[Start of section]
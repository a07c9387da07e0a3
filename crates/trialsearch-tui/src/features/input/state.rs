//! Editable query text state.

/// Single-line query input with a byte-offset cursor.
///
/// The cursor always sits on a char boundary. Mutated on every keystroke;
/// the value is never null — an empty string means "nothing typed".
#[derive(Debug, Default)]
pub struct InputState {
    value: String,
    cursor: usize,
}

impl InputState {
    pub fn value(&self) -> &str {
        &self.value
    }

    /// Byte offset of the cursor within the value.
    pub fn cursor(&self) -> usize {
        self.cursor
    }

    /// True if the value is empty or whitespace-only (submit guard).
    pub fn is_blank(&self) -> bool {
        self.value.trim().is_empty()
    }

    pub fn set_text(&mut self, text: &str) {
        self.value = text.to_string();
        self.cursor = self.value.len();
    }

    pub fn insert_char(&mut self, ch: char) {
        self.value.insert(self.cursor, ch);
        self.cursor += ch.len_utf8();
    }

    /// Inserts text at the cursor, collapsing newlines to spaces and
    /// dropping other control characters (paste hygiene).
    pub fn insert_str(&mut self, text: &str) {
        for ch in text.chars() {
            match ch {
                '\n' | '\r' | '\t' => self.insert_char(' '),
                c if c.is_control() => {}
                c => self.insert_char(c),
            }
        }
    }

    pub fn backspace(&mut self) {
        if let Some(prev) = self.prev_boundary() {
            self.value.remove(prev);
            self.cursor = prev;
        }
    }

    pub fn delete_forward(&mut self) {
        if self.cursor < self.value.len() {
            self.value.remove(self.cursor);
        }
    }

    pub fn move_left(&mut self) {
        if let Some(prev) = self.prev_boundary() {
            self.cursor = prev;
        }
    }

    pub fn move_right(&mut self) {
        if let Some(ch) = self.value[self.cursor..].chars().next() {
            self.cursor += ch.len_utf8();
        }
    }

    pub fn move_home(&mut self) {
        self.cursor = 0;
    }

    pub fn move_end(&mut self) {
        self.cursor = self.value.len();
    }

    /// Kills from the cursor to the beginning of the line.
    pub fn kill_to_start(&mut self) {
        self.value.drain(..self.cursor);
        self.cursor = 0;
    }

    fn prev_boundary(&self) -> Option<usize> {
        self.value[..self.cursor].char_indices().last().map(|(idx, _)| idx)
    }
}
//! Terminal lifecycle management.
//!
//! Handles terminal setup, restore, and the panic hook. Terminal state is
//! guaranteed to be restored on normal exit (via Drop in the runtime) and
//! on panic.

use std::io::{self, Stdout};
use std::panic;

use anyhow::{Context, Result};
use crossterm::event::{DisableBracketedPaste, EnableBracketedPaste};
use crossterm::execute;
use crossterm::terminal::{
    EnterAlternateScreen, LeaveAlternateScreen, disable_raw_mode, enable_raw_mode,
};
use ratatui::Terminal;
use ratatui::backend::CrosstermBackend;

/// Sets up the terminal for the TUI.
///
/// - Enables raw mode
/// - Enters alternate screen
/// - Enables bracketed paste
///
/// Call `install_panic_hook()` before this to ensure restore on panic.
pub fn setup_terminal() -> Result<Terminal<CrosstermBackend<Stdout>>> {
    enable_raw_mode().context("Failed to enable raw mode")?;
    let mut stdout = io::stdout();
    execute!(stdout, EnterAlternateScreen, EnableBracketedPaste)
        .context("Failed to enter alternate screen")?;
    let backend = CrosstermBackend::new(stdout);
    let terminal = Terminal::new(backend).context("Failed to create terminal")?;
    Ok(terminal)
}

/// Restores terminal state.
///
/// Idempotent and safe to call multiple times.
pub fn restore_terminal() -> Result<()> {
    // Bracketed paste must go before leaving raw mode
    let _ = execute!(io::stdout(), DisableBracketedPaste);
    execute!(io::stdout(), LeaveAlternateScreen).context("Failed to leave alternate screen")?;
    disable_raw_mode().context("Failed to disable raw mode")?;
    Ok(())
}

/// Installs a panic hook that restores the terminal before printing the
/// panic message, so the message is actually readable.
pub fn install_panic_hook() {
    let original_hook = panic::take_hook();
    panic::set_hook(Box::new(move |panic_info| {
        let _ = restore_terminal();
        original_hook(panic_info);
    }));
}
//! Config command handlers.

use anyhow::{Context, Result};
use trialsearch_core::config::{Config, paths};

use crate::cli::ConfigCommands;

pub fn run(command: &ConfigCommands, config: &Config) -> Result<()> {
    match command {
        ConfigCommands::Path => {
            println!("{}", paths::config_path().display());
        }
        ConfigCommands::Show => {
            let rendered = toml::to_string_pretty(config).context("serialize configuration")?;
            print!("{rendered}");
        }
    }
    Ok(())
}
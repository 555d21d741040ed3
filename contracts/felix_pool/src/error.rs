use soroban_sdk::contracterror;

#[contracterror]
#[derive(Copy, Clone, Debug, Eq, PartialEq, PartialOrd, Ord)]
#[repr(u32)]
pub enum Error {
    // ============================================
    // INITIALIZATION ERRORS (1-5)
    // ============================================
    /// Pool already initialized
    AlreadyInitialized = 1,
    /// Pool not initialized
    NotInitialized = 2,

    // ============================================
    // AUTHORIZATION ERRORS (10-15)
    // ============================================
    /// Caller is not the pool admin
    Unauthorized = 10,

    // ============================================
    // LIFECYCLE ERRORS (20-29)
    // ============================================
    /// Operation not allowed in the current phase
    InvalidState = 20,
    /// Deposit outside [start_time, end_time]
    OutsideWindow = 21,
    /// Sale ended without reaching the threshold
    ThresholdNotMet = 22,

    // ============================================
    // ACCOUNTING ERRORS (30-39)
    // ============================================
    /// Deposit would exceed the cap
    CapExceeded = 30,
    /// No contribution to refund
    NothingToRefund = 31,
    /// No tokens left to release
    NothingToClaim = 32,
    /// Pool holds fewer tokens than it owes
    InsufficientTokens = 33,

    // ============================================
    // VALIDATION ERRORS (40-49)
    // ============================================
    /// Invalid parameters
    InvalidParams = 40,
    /// Arithmetic overflow
    Overflow = 41,
}
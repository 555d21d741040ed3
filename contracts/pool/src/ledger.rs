use crate::admission;
use crate::error::Error;
use crate::events::{self, CONTRIBUTION_MADE, REFUNDED};
use crate::storage::Storage;
use crate::types::{Admission, PoolState};
use soroban_sdk::{log, token, Address, Env};

pub struct ContributionLedger;

impl ContributionLedger {
    /// Record a deposit of `amount` currency from `contributor`
    pub fn deposit(
        env: &Env,
        contributor: &Address,
        amount: i128,
        admission: &Option<Admission>,
    ) -> Result<(), Error> {
        contributor.require_auth();

        if amount <= 0 {
            return Err(Error::InvalidParams);
        }

        let config = Storage::get_config(env)?;

        if Storage::get_state(env) != PoolState::Active {
            return Err(Error::InvalidState);
        }
        if Storage::is_paused(env) {
            return Err(Error::ContractPaused);
        }

        let total = Storage::get_total_raised(env);
        let new_total = total.checked_add(amount).ok_or(Error::Overflow)?;
        if config.max_allocation > 0 && new_total > config.max_allocation {
            return Err(Error::CapExceeded);
        }

        admission::check(env, config.admission_required, contributor, admission)?;

        let new_contribution = Storage::get_contribution(env, contributor)
            .checked_add(amount)
            .ok_or(Error::Overflow)?;

        let currency = token::Client::new(env, &config.currency);
        currency.transfer(contributor, &env.current_contract_address(), &amount);

        Storage::set_contribution(env, contributor, new_contribution);
        Storage::set_total_raised(env, new_total);

        events::contribution_event(env, CONTRIBUTION_MADE, contributor, amount);
        Ok(())
    }

    /// Return the caller's whole contribution while the pool is refunding
    ///
    /// The record is cleared before the currency leaves the pool, so a
    /// reentrant call sees nothing left to refund.
    pub fn refund(
        env: &Env,
        contributor: &Address,
        admission: &Option<Admission>,
    ) -> Result<i128, Error> {
        contributor.require_auth();

        let config = Storage::get_config(env)?;

        if Storage::get_state(env) != PoolState::Refunding {
            return Err(Error::InvalidState);
        }

        admission::check(env, config.admission_required, contributor, admission)?;

        let amount = Storage::get_contribution(env, contributor);
        if amount == 0 {
            return Err(Error::NothingToRefund);
        }

        let new_total = Storage::get_total_raised(env)
            .checked_sub(amount)
            .ok_or(Error::Overflow)?;
        Storage::set_contribution(env, contributor, 0);
        Storage::set_total_raised(env, new_total);

        let currency = token::Client::new(env, &config.currency);
        currency.transfer(&env.current_contract_address(), contributor, &amount);

        log!(env, "refunded {} to contributor", amount);
        events::contribution_event(env, REFUNDED, contributor, amount);
        Ok(amount)
    }

    /// Credit `amount` to `beneficiary` without moving currency
    ///
    /// Used for the admin fee when it is paid as a token share.
    pub fn credit(env: &Env, beneficiary: &Address, amount: i128) -> Result<(), Error> {
        if amount == 0 {
            return Ok(());
        }

        let new_contribution = Storage::get_contribution(env, beneficiary)
            .checked_add(amount)
            .ok_or(Error::Overflow)?;
        let new_total = Storage::get_total_raised(env)
            .checked_add(amount)
            .ok_or(Error::Overflow)?;

        Storage::set_contribution(env, beneficiary, new_contribution);
        Storage::set_total_raised(env, new_total);
        Ok(())
    }

    pub fn contribution_of(env: &Env, contributor: &Address) -> i128 {
        Storage::get_contribution(env, contributor)
    }

    pub fn total_raised(env: &Env) -> i128 {
        Storage::get_total_raised(env)
    }
}
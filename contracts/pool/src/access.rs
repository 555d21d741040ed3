use crate::error::Error;
use crate::events::{self, ROLE_GRANTED, ROLE_REVOKED};
use crate::storage::Storage;
use crate::types::Role;
use soroban_sdk::{Address, BytesN, Env, Vec};

pub struct AccessRegistry;

impl AccessRegistry {
    /// Seed the role sets at pool creation
    ///
    /// The platform owner controls the registry and is the default Bouncer;
    /// the creator only administers the pool.
    pub fn seed(
        env: &Env,
        owner: &Address,
        creator: &Address,
        admins: &Vec<Address>,
        bouncers: &Vec<Address>,
    ) {
        Storage::set_owner(env, owner);
        Storage::add_role(env, Role::Bouncer, owner);
        Storage::add_role(env, Role::Admin, creator);

        for admin in admins.iter() {
            Storage::add_role(env, Role::Admin, &admin);
        }
        for bouncer in bouncers.iter() {
            Storage::add_role(env, Role::Bouncer, &bouncer);
        }
    }

    pub fn has_role(env: &Env, principal: &Address, role: Role) -> bool {
        Storage::has_role(env, role, principal)
    }

    /// Authorization guard used by every role-gated entry point
    pub fn require_role(env: &Env, caller: &Address, role: Role) -> Result<(), Error> {
        caller.require_auth();

        if !Storage::has_role(env, role, caller) {
            return Err(Error::Unauthorized);
        }
        Ok(())
    }

    fn require_owner(env: &Env, caller: &Address) -> Result<(), Error> {
        caller.require_auth();

        let owner = Storage::get_owner(env)?;
        if *caller != owner {
            return Err(Error::Unauthorized);
        }
        Ok(())
    }

    pub fn grant_role(env: &Env, caller: &Address, principal: &Address, role: Role) -> Result<(), Error> {
        Self::require_owner(env, caller)?;

        Storage::add_role(env, role, principal);
        events::role_event(env, ROLE_GRANTED, caller, principal, role);
        Ok(())
    }

    pub fn revoke_role(env: &Env, caller: &Address, principal: &Address, role: Role) -> Result<(), Error> {
        Self::require_owner(env, caller)?;

        Storage::remove_role(env, role, principal);
        events::role_event(env, ROLE_REVOKED, caller, principal, role);
        Ok(())
    }

    /// Bind an ed25519 admission key to the calling bouncer
    pub fn register_admission_key(env: &Env, bouncer: &Address, key: &BytesN<32>) -> Result<(), Error> {
        Self::require_role(env, bouncer, Role::Bouncer)?;

        Storage::set_admission_key(env, key, bouncer);
        Ok(())
    }
}
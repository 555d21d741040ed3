//! Fixed-rate token sale with a funding threshold.
//!
//! Contributors deposit during `[start_time, end_time]` and are owed
//! `amount * rate` tokens. Once the window closes the sale either
//! succeeds (threshold met: funds go to the wallet and tokens become
//! claimable in percentage tranches) or fails (contributors take their
//! currency back).
//!
//! The window is checked against the ledger timestamp, which validators
//! can move by a few seconds.

#![no_std]

mod error;
mod events;
mod storage;

#[cfg(test)]
mod test;

pub use error::Error;
pub use storage::{SaleConfig, SaleState};

use events::*;
use storage::DataKey;

use soroban_sdk::{contract, contractimpl, log, token, Address, Env, Symbol};

#[contract]
pub struct FelixPool;

#[contractimpl]
impl FelixPool {
    // ============================================
    // INITIALIZATION & ADMIN
    // ============================================

    /// Initialize the sale
    ///
    /// # Errors
    /// - `AlreadyInitialized`: Sale already initialized
    /// - `InvalidParams`: Window reversed, non-positive rate or cap, or
    ///   threshold outside `[0, cap]`
    #[allow(clippy::too_many_arguments)]
    pub fn init(
        env: Env,
        admin: Address,
        currency: Address,
        wallet: Address,
        threshold: i128,
        cap: i128,
        start_time: u64,
        end_time: u64,
        rate: i128,
    ) -> Result<(), Error> {
        if storage::is_initialized(&env) {
            return Err(Error::AlreadyInitialized);
        }

        admin.require_auth();

        if start_time > end_time || rate <= 0 || cap <= 0 || threshold < 0 || threshold > cap {
            return Err(Error::InvalidParams);
        }

        storage::set_config(
            &env,
            &SaleConfig {
                admin,
                currency,
                wallet,
                threshold,
                cap,
                start_time,
                end_time,
                rate,
            },
        );
        storage::set_state(&env, SaleState::Funding);
        storage::bump_instance(&env);

        Ok(())
    }

    /// Set the share of the remaining entitlement each claim releases
    ///
    /// # Errors
    /// - `Unauthorized`: Caller is not the admin
    /// - `InvalidParams`: Percentage above 100
    pub fn set_claim_percentage(env: Env, admin: Address, percentage: u32) -> Result<(), Error> {
        Self::require_admin(&env, &admin)?;

        if percentage > 100 {
            return Err(Error::InvalidParams);
        }
        storage::set_claim_percentage(&env, percentage);

        env.events().publish(
            (Symbol::new(&env, "claim_percentage_set"), admin),
            ClaimPercentageSetEvent { percentage },
        );
        Ok(())
    }

    // ============================================
    // FUNDING
    // ============================================

    /// Contribute `amount` of the sale currency
    ///
    /// # Errors
    /// - `InvalidParams`: Amount not positive
    /// - `InvalidState`: Sale already finalized
    /// - `OutsideWindow`: Ledger time outside `[start_time, end_time]`
    /// - `CapExceeded`: Deposit would exceed the cap
    pub fn deposit(env: Env, contributor: Address, amount: i128) -> Result<(), Error> {
        contributor.require_auth();

        if amount <= 0 {
            return Err(Error::InvalidParams);
        }

        let config = storage::get_config(&env)?;
        if storage::get_state(&env) != SaleState::Funding {
            return Err(Error::InvalidState);
        }

        let now = env.ledger().timestamp();
        if now < config.start_time || now > config.end_time {
            return Err(Error::OutsideWindow);
        }

        let total = storage::get_i128(&env, &DataKey::TotalContributions)
            .checked_add(amount)
            .ok_or(Error::Overflow)?;
        if total > config.cap {
            return Err(Error::CapExceeded);
        }

        let tokens = amount.checked_mul(config.rate).ok_or(Error::Overflow)?;
        let total_tokens = storage::get_i128(&env, &DataKey::TotalTokens)
            .checked_add(tokens)
            .ok_or(Error::Overflow)?;
        let contribution = storage::get_contribution(&env, &contributor)
            .checked_add(amount)
            .ok_or(Error::Overflow)?;
        let entitlement = storage::get_entitlement(&env, &contributor)
            .checked_add(tokens)
            .ok_or(Error::Overflow)?;

        token::Client::new(&env, &config.currency).transfer(
            &contributor,
            &env.current_contract_address(),
            &amount,
        );

        storage::set_contribution(&env, &contributor, contribution);
        storage::set_entitlement(&env, &contributor, entitlement);
        storage::set_i128(&env, &DataKey::TotalContributions, total);
        storage::set_i128(&env, &DataKey::TotalTokens, total_tokens);
        storage::bump_instance(&env);

        env.events().publish(
            (Symbol::new(&env, "contribution_made"), contributor.clone()),
            ContributionMadeEvent {
                contributor,
                amount,
                tokens,
            },
        );
        Ok(())
    }

    /// Return a contribution after a sale that missed its threshold
    ///
    /// The entitlement is dropped together with the contribution.
    ///
    /// # Errors
    /// - `InvalidState`: Window still open, or the threshold was met
    /// - `NothingToRefund`: No contribution recorded
    pub fn claim_refund(env: Env, contributor: Address) -> Result<i128, Error> {
        contributor.require_auth();

        let config = storage::get_config(&env)?;
        let total = storage::get_i128(&env, &DataKey::TotalContributions);
        if env.ledger().timestamp() <= config.end_time
            || storage::get_state(&env) != SaleState::Funding
            || total >= config.threshold
        {
            return Err(Error::InvalidState);
        }

        let amount = storage::get_contribution(&env, &contributor);
        if amount == 0 {
            return Err(Error::NothingToRefund);
        }
        let tokens = storage::get_entitlement(&env, &contributor);

        storage::set_contribution(&env, &contributor, 0);
        storage::set_entitlement(&env, &contributor, 0);
        storage::set_i128(&env, &DataKey::TotalContributions, total - amount);
        storage::set_i128(
            &env,
            &DataKey::TotalTokens,
            storage::get_i128(&env, &DataKey::TotalTokens) - tokens,
        );

        token::Client::new(&env, &config.currency).transfer(
            &env.current_contract_address(),
            &contributor,
            &amount,
        );

        log!(&env, "refunded {}", amount);
        env.events().publish(
            (Symbol::new(&env, "refunded"), contributor.clone()),
            RefundedEvent {
                contributor,
                amount,
            },
        );
        Ok(amount)
    }

    /// Close a successful sale
    ///
    /// Forwards the raised currency to the wallet and opens token claims.
    /// `token` must already be held by the pool in the full owed amount.
    ///
    /// # Errors
    /// - `Unauthorized`: Caller is not the admin
    /// - `InvalidState`: Already finalized, or window still open
    /// - `ThresholdNotMet`: Raise fell short of the threshold
    /// - `InsufficientTokens`: Pool holds fewer tokens than it owes
    pub fn finalize(env: Env, admin: Address, token: Address) -> Result<(), Error> {
        let config = Self::require_admin(&env, &admin)?;

        if storage::get_state(&env) != SaleState::Funding
            || env.ledger().timestamp() <= config.end_time
        {
            return Err(Error::InvalidState);
        }

        let total_contributions = storage::get_i128(&env, &DataKey::TotalContributions);
        if total_contributions < config.threshold {
            return Err(Error::ThresholdNotMet);
        }

        let pool = env.current_contract_address();
        let total_tokens = storage::get_i128(&env, &DataKey::TotalTokens);
        if token::Client::new(&env, &token).balance(&pool) < total_tokens {
            return Err(Error::InsufficientTokens);
        }

        storage::set_state(&env, SaleState::TokenPayout);
        storage::set_payout_token(&env, &token);
        storage::bump_instance(&env);

        if total_contributions > 0 {
            token::Client::new(&env, &config.currency).transfer(
                &pool,
                &config.wallet,
                &total_contributions,
            );
        }

        log!(&env, "sale finalized with {}", total_contributions);
        env.events().publish(
            (Symbol::new(&env, "finalized"), admin),
            FinalizedEvent {
                wallet: config.wallet,
                token,
                total_contributions,
                total_tokens,
            },
        );
        Ok(())
    }

    // ============================================
    // TOKEN CLAIMS
    // ============================================

    /// Release the current percentage of the contributor's remaining tokens
    ///
    /// Formula: release = remaining × percentage / 100 (floor)
    ///
    /// # Errors
    /// - `InvalidState`: Sale not finalized
    /// - `NothingToClaim`: Release rounds to zero
    pub fn claim_tokens(env: Env, contributor: Address) -> Result<i128, Error> {
        contributor.require_auth();

        if storage::get_state(&env) != SaleState::TokenPayout {
            return Err(Error::InvalidState);
        }
        let token = storage::get_payout_token(&env).ok_or(Error::InvalidState)?;

        let remaining = storage::get_entitlement(&env, &contributor);
        let release = remaining
            .checked_mul(storage::get_claim_percentage(&env) as i128)
            .ok_or(Error::Overflow)?
            / 100;
        if release <= 0 {
            return Err(Error::NothingToClaim);
        }

        let remaining = remaining - release;
        storage::set_entitlement(&env, &contributor, remaining);
        storage::set_i128(
            &env,
            &DataKey::TotalTokens,
            storage::get_i128(&env, &DataKey::TotalTokens) - release,
        );

        token::Client::new(&env, &token).transfer(
            &env.current_contract_address(),
            &contributor,
            &release,
        );

        env.events().publish(
            (Symbol::new(&env, "tokens_claimed"), contributor.clone()),
            TokensClaimedEvent {
                contributor,
                amount: release,
                remaining,
            },
        );
        Ok(release)
    }

    // ============================================
    // VIEW FUNCTIONS
    // ============================================

    pub fn get_config(env: Env) -> Result<SaleConfig, Error> {
        storage::get_config(&env)
    }

    pub fn state(env: Env) -> SaleState {
        storage::get_state(&env)
    }

    pub fn total_contributions(env: Env) -> i128 {
        storage::get_i128(&env, &DataKey::TotalContributions)
    }

    /// Tokens still owed across all contributors
    pub fn total_tokens(env: Env) -> i128 {
        storage::get_i128(&env, &DataKey::TotalTokens)
    }

    pub fn contribution_of(env: Env, contributor: Address) -> i128 {
        storage::get_contribution(&env, &contributor)
    }

    pub fn entitlement_of(env: Env, contributor: Address) -> i128 {
        storage::get_entitlement(&env, &contributor)
    }

    pub fn claim_percentage(env: Env) -> u32 {
        storage::get_claim_percentage(&env)
    }

    pub fn payout_token(env: Env) -> Option<Address> {
        storage::get_payout_token(&env)
    }

    // ============================================
    // INTERNAL HELPERS
    // ============================================

    fn require_admin(env: &Env, caller: &Address) -> Result<SaleConfig, Error> {
        caller.require_auth();

        let config = storage::get_config(env)?;
        if *caller != config.admin {
            return Err(Error::Unauthorized);
        }
        Ok(config)
    }
}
[End of section]
(About this exercise)
Search the data above for the word "LeaveAlternateScreen". Copy each line it is in.

(Answer to the problem)
    EnterAlternateScreen, LeaveAlternateScreen, disable_raw_mode, enable_raw_mode,
    execute!(io::stdout(), LeaveAlternateScreen).context("Failed to leave alternate screen")?;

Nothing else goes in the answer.